Обратимся теперь к речевому этикету, его ситуациям и выражениям. Как уже ясно из приведенных примеров, речевой этикет лежит в зоне высказываний-действий: Благодарю вас!; Приветствую!; Поздравляю!; Желаю успехов! и мн. др. — все это истинные действия словом.

В каких же языковых формах в речевом этикете может выражаться идея речи, равной действию? Понятно, что первый уровень представления такой идеи реализуется в высказывании на основе соответствующего глагола речи-действия в форме 1-го лица, настоящего времени, изъявительного наклонения, действительного залога типа: Благодарю!

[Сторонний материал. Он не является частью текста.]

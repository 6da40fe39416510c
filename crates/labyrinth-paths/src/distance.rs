use labyrinth_core::Coord;

/// Manhattan (L1) distance between two cells.
#[inline]
pub fn manhattan(a: Coord, b: Coord) -> i32 {
    (a.row - b.row).abs() + (a.col - b.col).abs()
}
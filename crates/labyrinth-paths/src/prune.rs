//! Collapsing revisit loops and boundary markers out of raw walks.

use std::collections::HashMap;

use labyrinth_core::Coord;

/// Normalize a raw walk in one left-to-right pass.
///
/// Whenever a coordinate re-appears, the output is cut back to its earlier
/// occurrence, dropping the whole loop in between. Afterwards a leading `start`
/// and a trailing `end` are stripped, so the result never repeats the segment
/// markers. Walks of at most two coordinates are returned unchanged.
///
/// This never fails: every input, however degenerate, has a defined result.
pub fn prune(raw: &[Coord], start: Coord, end: Coord) -> Vec<Coord> {
    if raw.len() <= 2 {
        return raw.to_vec();
    }

    let mut out: Vec<Coord> = Vec::with_capacity(raw.len());
    // Output position of every coordinate currently in `out`.
    let mut placed: HashMap<Coord, usize> = HashMap::with_capacity(raw.len());

    for &c in raw {
        match placed.get(&c).copied() {
            Some(i) => {
                for dropped in out.drain(i + 1..) {
                    placed.remove(&dropped);
                }
            }
            None => {
                placed.insert(c, out.len());
                out.push(c);
            }
        }
    }

    if out.first() == Some(&start) {
        out.remove(0);
    }
    if out.last() == Some(&end) {
        out.pop();
    }
    out
}

#[cfg(test)]
mod tests {
    use super::*;

    fn cs(v: &[(i32, i32)]) -> Vec<Coord> {
        v.iter().copied().map(Coord::from).collect()
    }

    const START: Coord = Coord::new(0, 1);
    const END: Coord = Coord::new(0, 5);

    fn expected() -> Vec<Coord> {
        cs(&[(1, 1), (1, 2), (1, 3), (1, 4), (1, 5)])
    }

    fn repeat(v: &[Coord], times: usize) -> Vec<Coord> {
        v.iter().copied().cycle().take(v.len() * times).collect()
    }

    #[test]
    fn clean_walk_untouched() {
        assert_eq!(prune(&expected(), START, END), expected());
    }

    #[test]
    fn single_loop_collapsed() {
        let raw = cs(&[(1, 1), (1, 2), (1, 3), (1, 4), (2, 4), (3, 4), (2, 4), (1, 4), (1, 5)]);
        assert_eq!(prune(&raw, START, END), expected());
    }

    #[test]
    fn double_loop_collapsed() {
        let raw = cs(&[
            (1, 1),
            (1, 2),
            (1, 3),
            (1, 4),
            (2, 4),
            (3, 4),
            (2, 4),
            (1, 4),
            (2, 4),
            (3, 4),
            (2, 4),
            (1, 4),
            (1, 5),
        ]);
        assert_eq!(prune(&raw, START, END), expected());
    }

    #[test]
    fn boundary_markers_stripped() {
        let with_end = cs(&[(1, 1), (1, 2), (1, 3), (1, 4), (1, 5), (0, 5)]);
        assert_eq!(prune(&with_end, START, END), expected());

        let with_start = cs(&[(0, 1), (1, 1), (1, 2), (1, 3), (1, 4), (1, 5)]);
        assert_eq!(prune(&with_start, START, END), expected());

        let both = cs(&[(0, 1), (1, 1), (1, 2), (1, 3), (1, 4), (1, 5), (0, 5)]);
        assert_eq!(prune(&both, START, END), expected());
    }

    #[test]
    fn repeated_boundary_markers_stripped() {
        let raw = cs(&[(0, 1), (0, 1), (1, 1), (1, 2), (1, 3), (1, 4), (1, 5), (0, 5), (0, 5)]);
        assert_eq!(prune(&raw, START, END), expected());

        let raw = cs(&[
            (0, 1),
            (0, 1),
            (0, 1),
            (1, 1),
            (1, 2),
            (1, 3),
            (1, 4),
            (1, 5),
            (0, 5),
            (0, 5),
        ]);
        assert_eq!(prune(&raw, START, END), expected());
    }

    #[test]
    fn messy_walk_repeated_many_times() {
        let messy = cs(&[
            (0, 1),
            (0, 1),
            (0, 1),
            (1, 1),
            (1, 2),
            (1, 3),
            (1, 4),
            (2, 4),
            (3, 4),
            (2, 4),
            (1, 4),
            (1, 5),
            (0, 5),
            (0, 5),
        ]);
        assert_eq!(messy.len(), 14);
        assert_eq!(prune(&messy, START, END), expected());
        assert_eq!(prune(&repeat(&messy, 100), START, END), expected());
    }

    #[test]
    fn degenerate_inputs() {
        assert_eq!(prune(&[], START, END), Vec::<Coord>::new());

        let one = cs(&[(1, 1)]);
        assert_eq!(prune(&one, START, END), one);

        let two = cs(&[(1, 1), (1, 2)]);
        assert_eq!(prune(&two, START, END), two);
        assert_eq!(prune(&repeat(&two, 100), START, END), two);

        // Short inputs are returned as-is, markers included.
        let markers = vec![START, END];
        assert_eq!(prune(&markers, START, END), markers);
    }

    #[test]
    fn idempotent() {
        let raw = cs(&[
            (0, 1),
            (1, 1),
            (2, 1),
            (2, 2),
            (1, 2),
            (1, 1),
            (1, 2),
            (1, 3),
            (2, 3),
            (1, 3),
            (1, 4),
            (1, 5),
            (0, 5),
        ]);
        let once = prune(&raw, START, END);
        assert_eq!(once, expected());
        assert_eq!(prune(&once, START, END), once);
    }

    #[test]
    fn duplication_invariant() {
        let walks = [
            cs(&[(1, 1), (1, 2), (2, 2), (1, 2), (1, 3)]),
            cs(&[(0, 1), (1, 1), (2, 1), (1, 1), (1, 2), (0, 5)]),
            cs(&[(3, 3), (3, 4), (3, 5), (4, 5), (3, 5), (3, 4), (2, 4)]),
        ];
        for walk in &walks {
            let base = prune(walk, START, END);
            for k in 1..=5 {
                assert_eq!(prune(&repeat(walk, k), START, END), base, "k = {k}");
            }
        }
    }
}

Однако в этой же ситуации общения можно сказать: Спасибо! А здесь уже нет грамматической формы лица, времени, наклонения, но сказанное все равно есть действие благодарности. Значит, и Привет!; Салют!; Здорово! (в непринужденном общении) — тоже формы речи-действия приветствия.

В этой функции могут быть употреблены краткие прилагательные: Согласен!; Виноват! (= Прощу прощения); Рад вас приветствовать и др.

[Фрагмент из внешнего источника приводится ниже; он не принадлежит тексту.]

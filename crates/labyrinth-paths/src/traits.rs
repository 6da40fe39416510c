use labyrinth_core::{Coord, Grid};

use crate::error::SolveError;
use crate::segment::Segment;

/// Read-only adjacency interface every search strategy consumes.
///
/// Only `height`, `width` and `is_wall` are required; the interior and
/// passability rules derive from them.
pub trait Pather {
    /// Number of rows.
    fn height(&self) -> usize;

    /// Number of columns.
    fn width(&self) -> usize;

    /// Whether `c` is blocked.
    fn is_wall(&self, c: Coord) -> bool;

    /// Whether `c` lies anywhere on the grid, boundary ring included.
    fn contains(&self, c: Coord) -> bool {
        c.row >= 0
            && c.col >= 0
            && (c.row as usize) < self.height()
            && (c.col as usize) < self.width()
    }

    /// Whether `c` lies strictly inside the reserved boundary ring.
    fn in_interior(&self, c: Coord) -> bool {
        c.row > 0
            && c.col > 0
            && (c.row as usize) + 1 < self.height()
            && (c.col as usize) + 1 < self.width()
    }

    /// Whether a search may step onto `c`.
    fn passable(&self, c: Coord) -> bool {
        self.in_interior(c) && !self.is_wall(c)
    }
}

impl Pather for Grid {
    fn height(&self) -> usize {
        Grid::height(self)
    }

    fn width(&self) -> usize {
        Grid::width(self)
    }

    fn is_wall(&self, c: Coord) -> bool {
        Grid::is_wall(self, c)
    }

    fn in_interior(&self, c: Coord) -> bool {
        Grid::in_interior(self, c)
    }
}

/// Finds a walk between two coordinates.
///
/// Implementations keep their search state local to one call, so a single
/// solver value can be reused across segments and solves.
pub trait SegmentSolver {
    /// Short human-readable name, used in logs.
    fn name(&self) -> &'static str;

    /// Search from `from` to `to`, examining at most `limit` cells when a
    /// limit is given. The returned path includes both endpoints.
    fn solve_segment(
        &self,
        pather: &dyn Pather,
        from: Coord,
        to: Coord,
        limit: Option<usize>,
    ) -> Result<Segment, SolveError>;
}

/// Chooses which remaining goal a tour visits next.
pub trait Router {
    /// Short human-readable name, used in logs.
    fn name(&self) -> &'static str;

    /// Index into `remaining` of the next goal to visit from `current`.
    /// `remaining` keeps the caller's original goal order.
    fn next_goal(&self, current: Coord, remaining: &[Coord]) -> Option<usize>;
}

Эту роль способны исполнять и распространители "ядра" высказывания, берущие на себя функцию речи-действия: С праздником! (из Поздравляю с праздником); Успехов тебе! (из Желаю тебе успехов).

Интересно ведут себя стереотипы с глаголом хочу: Я хочу поблагодарить вас!; Я хочу извиниться перед вами!; Хочу посоветовать вам... и т.п. Такие высказывания содержат мысль не о желании совершить действие, а выполняют роль самого действия "здесь" и "сейчас". В самом деле, ведь нельзя же ответить на диалогическую реплику: Я хочу поблагодарить вас! — следующим образом: Ну благодарите, если хотите. Нельзя потому, что перед нами не просто желание благодарить, а сама осуществленная благодарность, т.е. речь, равная действию в момент говорения. А вне стереотипов речевого этикета как раз такая реплика — разрешение на соответствующее действие — будет нормальной реакцией на высказывание с глаголом хочу: — Я хочу отдохнуть немного. — Ну отдыхайте, пожалуйста.

Мы уже говорили о том, как интересны стереотипы речевого этикета, образованные с помощью глагола в сослагательном наклонении: Я хотел (а) бы поблагодарить вас!; Я хотел (а) бы извиниться перед вами!; Я просил (а) бы вас (не мешать). Здесь тоже само действие, вполне реальное, речевое, направленное от "я" к "ты", "здесь" и "сейчас". Иначе говоря, высказывание Я хотел бы извиниться перед вами — и есть реальный акт извинения, тот же, что в высказывании: Прошу прощения! или Извините!, только более подчеркивающий важность извинения за большой проступок (с точки зрения говорящего) и более вежливый.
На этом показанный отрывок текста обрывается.